Two hands holding or pressing floral fabric or paper

Image courtesy of Sandra Johnston, 2020.

Figments

Denys Blacker, Helen Collard and Sandra Johnston

Thursday 27th August 2020
6:30-8pm (via Zoom)

We begin with the idea of memory.

We record ourselves privately; remembering/talking/flowing/interconnecting/constellating/listening and imagining the telling of this story – our stories

We send our memory recordings to each other.

After listening to each other’s disembodied voices, we write – attempting to recall what most enthrals us, which scenes and situations come to the fore, feelings and emotions, people, plants and animals, reality and dreams. We attempt to understand the wider story that takes us from ‘me’ to ‘us’

We send our texts to each other

We are moved, empathized, humanized by the way our stories diffract back at us, like an unexpected intimacy, a glance in a broken mirror, like eavesdropping on a private conversation.

We collect small fragments of video, images that resound within us and relate to the words both spoken and written, and we share them

Past becomes present and shapes the caring future.

Rhubaba is delighted to present Figments (2020), a series of memory exchanges produced between Denys Blacker, Helen Collard and Sandra Johnston. Often working within the spheres of performance practice, throughout lockdown they have been exploring alternative ways of working, emphasised by the absence of bodies, space and physicality. Having worked on previous collaborations together, the lockdown period has brought with it a virtual intimacy, harbouring a space for creative exchange and experimentation. Substituting performance with various ways of making; including, but not limited to walking, drawing, listening and recording; they have been sharing figments of material with one another. Through the sharing of these memory extracts, a system of material exchange emerged; with each piece building on the previous one shared, in turn shaping the subsequent response. Through this process, small moments are captured in time and unconscious connections become apparent.

The figments of audio/visual work will be shared online and an extract played during the Zoom session. This will be followed by a Q&A session with the artists.

Free booking, but to reserve a place please email info@rhubaba.org with subject line ‘Figments’ by Wednesday 26th August.

Further information

Denys Blacker is a visual artist whose practice spans performance art, drawing, sculpture and video. Currently based in Spain, she has organised over twenty international performance art festivals in Girona and Barcelona. She is a founding member of the all-women performance group Ocells al Cap (Birds in the Head) and a member of the International performance group Wolf in the Winter. She is co-founder of the project ELAA (European Live Art Archive) based in the University of Girona, and holds a PhD from Northumbria University, titled Interconnection, Synchronicity and Consciousness in Improvised Performance Art Practices. Blacker is interested in elements of (un)conscious connection and the relationships between one another and our surrounding environments. Through her work she explores the boundaries of self and object, as well unconscious sensations and cognitive senses.

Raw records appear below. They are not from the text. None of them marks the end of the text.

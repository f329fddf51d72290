use super::*;

#[component]
/// Card surface for content blocks inside app windows.
pub fn Card(
    #[prop(default = Elevation::Raised)] elevation: Elevation,
    #[prop(default = LayoutPadding::Md)] padding: LayoutPadding,
    #[prop(optional)] layout_class: Option<&'static str>,
    #[prop(optional)] ui_slot: Option<&'static str>,
    children: Children,
) -> impl IntoView {
    view! {
        <article
            class=merge_layout_class("ui-card", layout_class)
            data-ui-primitive="true"
            data-ui-kind="card"
            data-ui-slot=ui_slot
            data-ui-elevation=elevation.token()
            data-ui-padding=padding.token()
        >
            {children()}
        </article>
    }
}

#[component]
/// Inline text primitive.
pub fn Text(
    #[prop(default = TextRole::Body)] role: TextRole,
    #[prop(default = TextTone::Primary)] tone: TextTone,
    #[prop(optional)] layout_class: Option<&'static str>,
    children: Children,
) -> impl IntoView {
    view! {
        <span
            class=merge_layout_class("ui-text", layout_class)
            data-ui-primitive="true"
            data-ui-kind="text"
            data-ui-variant=role.token()
            data-ui-tone=tone.token()
        >
            {children()}
        </span>
    }
}

#[component]
/// Section heading.
pub fn Heading(
    #[prop(default = TextRole::Title)] role: TextRole,
    #[prop(optional)] layout_class: Option<&'static str>,
    children: Children,
) -> impl IntoView {
    view! {
        <h2
            class=merge_layout_class("ui-heading", layout_class)
            data-ui-primitive="true"
            data-ui-kind="heading"
            data-ui-variant=role.token()
        >
            {children()}
        </h2>
    }
}

#[component]
/// Compact label badge.
pub fn Badge(
    #[prop(default = TextTone::Secondary)] tone: TextTone,
    #[prop(optional)] layout_class: Option<&'static str>,
    children: Children,
) -> impl IntoView {
    view! {
        <span
            class=merge_layout_class("ui-badge", layout_class)
            data-ui-primitive="true"
            data-ui-kind="badge"
            data-ui-tone=tone.token()
        >
            {children()}
        </span>
    }
}

#[component]
/// Placeholder block for empty or not-yet-built content.
pub fn EmptyState(
    #[prop(optional)] layout_class: Option<&'static str>,
    children: Children,
) -> impl IntoView {
    view! {
        <div
            class=merge_layout_class("ui-empty-state", layout_class)
            data-ui-primitive="true"
            data-ui-kind="empty-state"
        >
            {children()}
        </div>
    }
}
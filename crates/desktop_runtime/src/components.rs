//! Desktop shell UI composition and interaction surfaces.

mod menus;
mod taskbar;
mod window;

use leptos::*;
use system_ui::{
    DesktopBackdrop, DesktopIconButton, DesktopIconGrid, DesktopRoot, DesktopWindowLayer,
};
use wasm_bindgen::JsCast;

use self::{menus::StartMenu, taskbar::DesktopTaskbar, window::DesktopWindow};

use crate::{
    apps, compositor,
    model::{DragState, OpenWindowRequest, PointerPosition},
    reducer::DesktopAction,
    shortcuts::{resolve_shortcut, KeyChord},
    theme,
};

pub use crate::runtime_context::{use_desktop_runtime, DesktopProvider, DesktopRuntimeContext};

fn pointer_from_pointer_event(ev: &web_sys::PointerEvent) -> PointerPosition {
    PointerPosition {
        x: ev.client_x(),
        y: ev.client_y(),
    }
}

fn event_target_element(ev: &web_sys::Event) -> Option<web_sys::Element> {
    ev.target()
        .and_then(|target| target.dyn_into::<web_sys::Element>().ok())
}

fn is_text_entry_target(ev: &web_sys::Event) -> bool {
    event_target_element(ev)
        .map(|element| {
            let tag = element.tag_name().to_ascii_lowercase();
            tag == "input" || tag == "textarea"
        })
        .unwrap_or(false)
}

fn key_chord(ev: &web_sys::KeyboardEvent) -> KeyChord {
    KeyChord {
        key: ev.key(),
        ctrl: ev.ctrl_key(),
        meta: ev.meta_key(),
        alt: ev.alt_key(),
        in_text_field: is_text_entry_target(ev),
    }
}

#[component]
/// Renders the full desktop shell: wallpaper, icons, windows, start menu and taskbar.
pub fn DesktopShell() -> impl IntoView {
    let runtime = use_desktop_runtime();
    let state = runtime.state;
    let theme_pref = runtime.theme;
    let viewport = create_memo(move |_| runtime.interaction.with(|ui| ui.viewport));

    let resize_listener = window_event_listener(ev::resize, move |_| {
        runtime.dispatch_action(DesktopAction::ResizeViewport {
            viewport: runtime.host.get_value().viewport_size(),
        });
    });
    on_cleanup(move || resize_listener.remove());

    let pointer_move_listener = window_event_listener(ev::pointermove, move |ev| {
        if runtime.interaction.get_untracked().drag == DragState::Idle {
            return;
        }
        runtime.dispatch_action(DesktopAction::DragTo {
            pointer: pointer_from_pointer_event(&ev),
            viewport: viewport.get_untracked(),
        });
    });
    on_cleanup(move || pointer_move_listener.remove());

    let pointer_up_listener = window_event_listener(ev::pointerup, move |_| {
        if runtime.interaction.get_untracked().drag != DragState::Idle {
            runtime.dispatch_action(DesktopAction::EndDrag);
        }
    });
    on_cleanup(move || pointer_up_listener.remove());

    let keydown_listener = window_event_listener(ev::keydown, move |ev| {
        if ev.default_prevented() {
            return;
        }
        let desktop = state.get_untracked();
        if let Some(action) = resolve_shortcut(&key_chord(&ev), &desktop) {
            ev.prevent_default();
            runtime.dispatch_action(action);
        }
    });
    on_cleanup(move || keydown_listener.remove());

    let backdrop = Signal::derive(move || theme::backdrop_style(&theme_pref.get()));

    view! {
        <DesktopRoot
            layout_class="desktop-shell"
            theme=Signal::derive(move || theme_pref.get().mode.token().to_string())
            style=Signal::derive(move || theme::root_style(&theme_pref.get()))
        >
            <DesktopBackdrop
                wallpaper_kind=Signal::derive(move || backdrop.get().0.to_string())
                style=Signal::derive(move || backdrop.get().1)
                tint=Signal::derive(move || theme_pref.get().wallpaper_tint)
            >
                <div
                    data-ui-slot="dismiss-layer"
                    on:pointerdown=move |_| {
                        if state.get_untracked().start_menu_open {
                            runtime.dispatch_action(DesktopAction::CloseStartMenu);
                        }
                    }
                />
                <DesktopIconGrid>
                    {apps::desktop_icon_apps()
                        .map(|entry| {
                            let app_type = entry.app_type;
                            view! {
                                <DesktopIconButton
                                    icon=apps::app_icon(app_type)
                                    label=entry.desktop_label
                                    data_app=app_type.as_str()
                                    style=format!(
                                        "left:{}px;top:{}px;",
                                        entry.icon_position.x,
                                        entry.icon_position.y
                                    )
                                    on_open=Callback::new(move |_| {
                                        runtime.dispatch_action(DesktopAction::OpenWindow(
                                            OpenWindowRequest::new(app_type),
                                        ));
                                    })
                                />
                            }
                        })
                        .collect_view()}
                </DesktopIconGrid>

                <DesktopWindowLayer>
                    <For
                        each=move || {
                            compositor::stacked_windows(&state.get())
                                .into_iter()
                                .map(|win| win.id)
                                .collect::<Vec<_>>()
                        }
                        key=|window_id| *window_id
                        let:window_id
                    >
                        <DesktopWindow window_id=window_id viewport=viewport />
                    </For>
                </DesktopWindowLayer>
            </DesktopBackdrop>

            <StartMenu />
            <DesktopTaskbar />
        </DesktopRoot>
    }
}
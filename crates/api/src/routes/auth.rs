//! Auth route handlers.

use axum::{Json, extract::State};
use serde::{Deserialize, Serialize};
use tracing::instrument;

use seagrape_core::UserId;

use crate::error::ApiError;
use crate::models::user::User;
use crate::services::auth::AuthService;
use crate::state::AppState;

/// Registration / login request body.
#[derive(Debug, Deserialize)]
pub struct CredentialsBody {
    pub username: String,
    pub password: String,
}

/// Public view of a user account.
#[derive(Debug, Serialize)]
pub struct UserView {
    pub id: UserId,
    pub username: String,
}

impl From<&User> for UserView {
    fn from(user: &User) -> Self {
        Self {
            id: user.id,
            username: user.username.as_str().to_owned(),
        }
    }
}

/// Response body carrying a freshly issued bearer token.
#[derive(Debug, Serialize)]
pub struct TokenView {
    pub token: String,
}

/// Create an account.
#[instrument(skip(state, body))]
pub async fn register(
    State(state): State<AppState>,
    Json(body): Json<CredentialsBody>,
) -> Result<Json<UserView>, ApiError> {
    let service = AuthService::new(state.pool());
    let user = service.register(&body.username, &body.password).await?;

    tracing::info!(user_id = %user.id, "account registered");

    Ok(Json(UserView::from(&user)))
}

/// Exchange credentials for a bearer token.
#[instrument(skip(state, body))]
pub async fn login(
    State(state): State<AppState>,
    Json(body): Json<CredentialsBody>,
) -> Result<Json<TokenView>, ApiError> {
    let service = AuthService::new(state.pool());
    let user = service.login(&body.username, &body.password).await?;

    let token = state.tokens().issue(user.id)?;

    Ok(Json(TokenView { token }))
}

#[cfg(test)]
mod tests {
    use super::*;

    #[test]
    fn user_view_serializes_expected_fields() {
        let view = UserView {
            id: UserId::new(3),
            username: "alice".to_owned(),
        };
        let json = serde_json::to_value(&view).expect("serialize");
        assert_eq!(json, serde_json::json!({"id": 3, "username": "alice"}));
    }
}
//! Bearer-token issuing and verification.
//!
//! Tokens are HS256 JWTs signed with the configured secret. The only claim
//! the rest of the service cares about is `sub`, the user ID; `iat` and
//! `exp` bound the token's lifetime.

use chrono::Utc;
use jsonwebtoken::{Algorithm, DecodingKey, EncodingKey, Header, Validation};
use secrecy::ExposeSecret;
use serde::{Deserialize, Serialize};
use thiserror::Error;

use seagrape_core::UserId;

use crate::config::ApiConfig;

/// Claims carried by an issued token.
#[derive(Debug, Clone, Serialize, Deserialize)]
pub struct Claims {
    /// User ID the token was issued for.
    pub sub: i32,
    /// Issued-at, seconds since the Unix epoch.
    pub iat: i64,
    /// Expiry, seconds since the Unix epoch.
    pub exp: i64,
}

impl Claims {
    /// The user identity this token proves.
    #[must_use]
    pub const fn user_id(&self) -> UserId {
        UserId::new(self.sub)
    }
}

/// Errors from token operations.
#[derive(Debug, Error)]
pub enum TokenError {
    /// Signing failed. Should not happen with a well-formed secret.
    #[error("token encoding failed: {0}")]
    Encode(#[source] jsonwebtoken::errors::Error),

    /// The token is malformed, has a bad signature, or is expired.
    ///
    /// Deliberately a single variant: callers must not be able to tell a
    /// forged token from an expired one.
    #[error("invalid or expired token")]
    Invalid,
}

/// Issues and verifies bearer tokens.
///
/// Constructed once at startup from [`ApiConfig`] and shared through the
/// application state.
pub struct TokenService {
    encoding: EncodingKey,
    decoding: DecodingKey,
    validation: Validation,
    ttl_secs: i64,
}

impl TokenService {
    /// Build a token service from the configured signing secret and TTL.
    #[must_use]
    pub fn new(config: &ApiConfig) -> Self {
        let secret = config.token_secret.expose_secret().as_bytes();

        Self {
            encoding: EncodingKey::from_secret(secret),
            decoding: DecodingKey::from_secret(secret),
            validation: Validation::new(Algorithm::HS256),
            ttl_secs: i64::try_from(config.token_ttl_secs).unwrap_or(i64::MAX),
        }
    }

    /// Issue a signed token for a user.
    ///
    /// # Errors
    ///
    /// Returns `TokenError::Encode` if signing fails.
    pub fn issue(&self, user_id: UserId) -> Result<String, TokenError> {
        let now = Utc::now().timestamp();
        let claims = Claims {
            sub: user_id.as_i32(),
            iat: now,
            exp: now + self.ttl_secs,
        };

        jsonwebtoken::encode(&Header::new(Algorithm::HS256), &claims, &self.encoding)
            .map_err(TokenError::Encode)
    }

    /// Verify a token and return its claims.
    ///
    /// # Errors
    ///
    /// Returns `TokenError::Invalid` for any malformed, forged, or expired
    /// token.
    pub fn verify(&self, token: &str) -> Result<Claims, TokenError> {
        jsonwebtoken::decode::<Claims>(token, &self.decoding, &self.validation)
            .map(|data| data.claims)
            .map_err(|_| TokenError::Invalid)
    }
}

#[cfg(test)]
mod tests {
    use super::*;
    use secrecy::SecretString;

    fn test_config(secret: &str) -> ApiConfig {
        ApiConfig {
            database_url: SecretString::from("postgres://localhost/test"),
            host: "127.0.0.1".parse().expect("valid addr"),
            port: 5000,
            token_secret: SecretString::from(secret.to_owned()),
            token_ttl_secs: 3600,
            sentry_dsn: None,
        }
    }

    const SECRET: &str = "kF8#mQ2$vL9@xR4!wZ7&nJ3*pT6^bD1%";

    #[test]
    fn issued_token_verifies_to_same_identity() {
        let service = TokenService::new(&test_config(SECRET));
        let token = service.issue(UserId::new(42)).expect("issue");
        let claims = service.verify(&token).expect("verify");

        assert_eq!(claims.user_id(), UserId::new(42));
        assert!(claims.exp > claims.iat);
    }

    #[test]
    fn garbage_token_is_rejected() {
        let service = TokenService::new(&test_config(SECRET));

        assert!(matches!(
            service.verify("not-a-token"),
            Err(TokenError::Invalid)
        ));
        assert!(matches!(service.verify(""), Err(TokenError::Invalid)));
    }

    #[test]
    fn token_signed_with_other_secret_is_rejected() {
        let issuer = TokenService::new(&test_config("qW5$eR8@tY2!uI6#oP9&aS3*dF7^gH1%"));
        let verifier = TokenService::new(&test_config(SECRET));

        let token = issuer.issue(UserId::new(1)).expect("issue");
        assert!(matches!(verifier.verify(&token), Err(TokenError::Invalid)));
    }

    #[test]
    fn expired_token_is_rejected() {
        let service = TokenService::new(&test_config(SECRET));

        // Hand-craft claims whose expiry is well past the default leeway.
        let now = Utc::now().timestamp();
        let claims = Claims {
            sub: 7,
            iat: now - 7200,
            exp: now - 3600,
        };
        let token = jsonwebtoken::encode(
            &Header::new(Algorithm::HS256),
            &claims,
            &EncodingKey::from_secret(SECRET.as_bytes()),
        )
        .expect("encode");

        assert!(matches!(service.verify(&token), Err(TokenError::Invalid)));
    }

    #[test]
    fn tampered_token_is_rejected() {
        let service = TokenService::new(&test_config(SECRET));
        let token = service.issue(UserId::new(42)).expect("issue");

        let mut tampered = token;
        tampered.pop();
        assert!(matches!(service.verify(&tampered), Err(TokenError::Invalid)));
    }
}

Helen Collard is an artist interested in the connections between the mind and body, sound and technology. Collard’s work is presented through various forms including performance, interactive installations, film and sound works. Blending her knowledge and teaching of yoga with performance art, Collard employs techniques such as āsana and vinyasa breathing practices with the philosophies of the body. These are expanded through her creative experiments with technology, biofeedback and sound, which she employs to generate and explore listening environments. Collard holds a PhD titled Finding Prana: digital and performative experiments in Search of a Technology of the Self from Northumbria University. She is a member of the improvisation performance group Ocells al Cap (Birds in the Head) and has shown work in Spain, Columbia, London and Newcastle.

Sandra Johnston is a Senior Lecturer in the Department of Arts at Northumbria University, as well as Programme Leader for the Baltic 39 BxNU Master of Fine Art Programme. Sandra’s work spans site-responsive performance actions, installations and drawing, with an emphasis on locations of historically contested space. Since 2001 she has developed an extensive body of practice-led research exploring creativity in relation to the aftermath of social trauma. Between 2002-2005, as an AHRC Research Fellow based at the University of Ulster in Belfast, she developed a practice-based investigation into issues of ‘trauma of place’. In her role as Lecturer, she has supervised multiple PhD students, including both Helen Collard and Denys Blacker. Throughout her career, Johnston has exhibited internationally and collaborated extensively with other artists, occasionally through participation in international performance laboratories. She was also a co-founder and committee member of various artist-run collectives in Belfast, including Catalyst Arts, Bbeyond, and Agency.